The stock market plunged into the severe 2000-2002 bear market, depriving the government of the healthy capital gains taxes it had been receiving. The economy plunged into the 2001 recession. Workers lost their jobs, causing the government’s take from income taxes to also nose-dive. The 911 terrorist attacks took place, resulting in large increases in government spending for homeland security. The invasions of Iraq and Afghanistan followed, with their escalating costs. The picture reversed again. Budget surpluses became large budget deficits.
The 2008 financial meltdown and ‘Great Recession’ then hit, and the budget deficits grew even larger, reaching new records as massive and costly stimulus efforts were undertaken to prevent the recession from becoming a full-blown Depression.
Not surprisingly, as the budget deficits have reached record levels, economists are now extending that trend in a straight line into the future, returning to predictions that the Social Security system will soon be bankrupt, the country will face dire healthcare shortfalls for decades, providing school and other public project funding will be an insurmountable problem, and it will be near impossible for government budget deficits and debt to ever return to normal and manageable levels.
And so it goes, cycle after cycle, as conditions swing back and forth from one extreme to the other. Sometimes the pendulum catches a tailwind, and a trend lasts longer than usual. But at some point, the pendulum reaches an extreme and begins to swing in the opposite direction.
I was reminded of that in recent days, on reading of yet another dire big-picture prediction that has taken an unexpected turn.
It was not many years ago that it was predicted that at the rate the U.S. was consuming oil, its domestic sources of oil were being depleted, and its imports of foreign oil were soaring, the U.S. economy would soon be at the mercy of OPEC and foreign oil producers.
But trends only continue until conditions change.
Now it’s being projected that the U.S. will surpass Saudi Arabia as the world’s biggest oil producer by the year 2017, and will eventually become totally energy independent.
However, nowhere is the tendency to extend trends in a straight line into the future without expectations of reversals more prevalent than in the world of investing.
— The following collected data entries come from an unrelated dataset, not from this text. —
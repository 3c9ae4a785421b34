/// Star-rating lookup for IRPF declaration history.
///
/// The table is a fixed triangular matrix: row `d` holds the ratings for
/// `d` declarations across refund counts `0..=d`. Rows are right-padded
/// with the `UNRATED` sentinel so every row has the same width, which makes
/// an out-of-range refund count a sentinel lookup instead of a panic.
/// Read-only after construction.

/// Rating returned when the (declarations, refunds) pair has no table entry.
pub const UNRATED: i8 = -1;

/// Declaration count at which the rating saturates to the maximum.
const SATURATION_DECLARATIONS: u32 = 16;

/// Maximum rating, returned for any saturated declaration count.
const MAX_STARS: i8 = 5;

const BASE_ROWS: [&[i8]; 16] = [
    &[0],
    &[1, 1],
    &[1, 1, 1],
    &[1, 1, 1, 1],
    &[1, 1, 1, 2, 2],
    &[1, 1, 2, 2, 3, 3],
    &[1, 2, 2, 3, 3, 4, 4],
    &[2, 2, 3, 3, 4, 4, 4, 5],
    &[2, 3, 3, 4, 4, 4, 5, 5, 5],
    &[2, 3, 4, 4, 4, 5, 5, 5, 5, 5],
    &[3, 4, 4, 4, 5, 5, 5, 5, 5, 5, 5],
    &[3, 4, 4, 5, 5, 5, 5, 5, 5, 5, 5, 5],
    &[3, 4, 5, 5, 5, 5, 5, 5, 5, 5, 5, 5, 5],
    &[4, 5, 5, 5, 5, 5, 5, 5, 5, 5, 5, 5, 5, 5],
    &[4, 5, 5, 5, 5, 5, 5, 5, 5, 5, 5, 5, 5, 5, 5],
    &[4, 5, 5, 5, 5, 5, 5, 5, 5, 5, 5, 5, 5, 5, 5, 5],
];

/// Static triangular lookup from (declaration count, refund count) to a
/// 0–5 rating.
#[derive(Debug, Clone)]
pub struct StarRatingTable {
    rows: Vec<Vec<i8>>,
}

impl StarRatingTable {
    /// Builds the padded matrix once; all rows end up `max_width` wide.
    pub fn new() -> Self {
        let max_width = BASE_ROWS.iter().map(|row| row.len()).max().unwrap_or(0);

        let rows = BASE_ROWS
            .iter()
            .map(|row| {
                let mut padded = row.to_vec();
                padded.resize(max_width, UNRATED);
                padded
            })
            .collect();

        StarRatingTable { rows }
    }

    /// Rating for the given declaration and refund counts.
    ///
    /// Saturates to 5 at 16 or more declarations regardless of refunds.
    /// A pair outside the matrix yields the `UNRATED` sentinel; callers
    /// must treat it as "rating unavailable", never as a valid rating.
    pub fn rating(&self, declarations: u32, refunds: u32) -> i8 {
        if declarations >= SATURATION_DECLARATIONS {
            return MAX_STARS;
        }

        self.rows
            .get(declarations as usize)
            .and_then(|row| row.get(refunds as usize))
            .copied()
            .unwrap_or(UNRATED)
    }
}

impl Default for StarRatingTable {
    fn default() -> Self {
        Self::new()
    }
}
Infamous historical events like the ‘Tulip Bulb Mania’, ‘South Seas Bubble’, the ‘Florida Land Bubble and Crash’ in the 1920’s, (and more recently the real estate bubble in 2006), the stock market bubbles in 1929, and 1999, are extreme examples of the ‘this time is different – extend the trend endlessly into the future’ events that turned around to bite investors savagely.
But on a smaller scale, extending current trends into the future is also what entices investors to buy more enthusiastically after rallies and bull markets have already made big gains, often even as so-called ‘smart money’ institutional investors and other professionals have begun selling into that final strength.
In the other direction, investors tend to finally sell in disgust, and lose all interest in the market after a significant correction, and more so after a bear market, then extending the negative trend in a continuous line into the future, often even as so-called ‘smart money’ institutional investors and professionals have begun buying again at the bargain prices.
The obvious lesson from the economy and markets is to think cycles, not endless trends; to downplay, if not totally ignore, the predictions from big-picture analysis that are based on extending whatever are the current conditions, and whatever is the current trend, in a straight line into the future; to keep in mind that there are always forces coming into the picture, not always discernible at the time, that are intent on changing the conditions and therefore the trend.
Just a few thoughts to ponder as the stock market tumbles, and big-picture analysis extends the trend of the last couple of years of dysfunctional politics in Washington, predicting dire long-term consequences, even as there is increasing evidence of work being done to reach a compromise and end the dysfunction.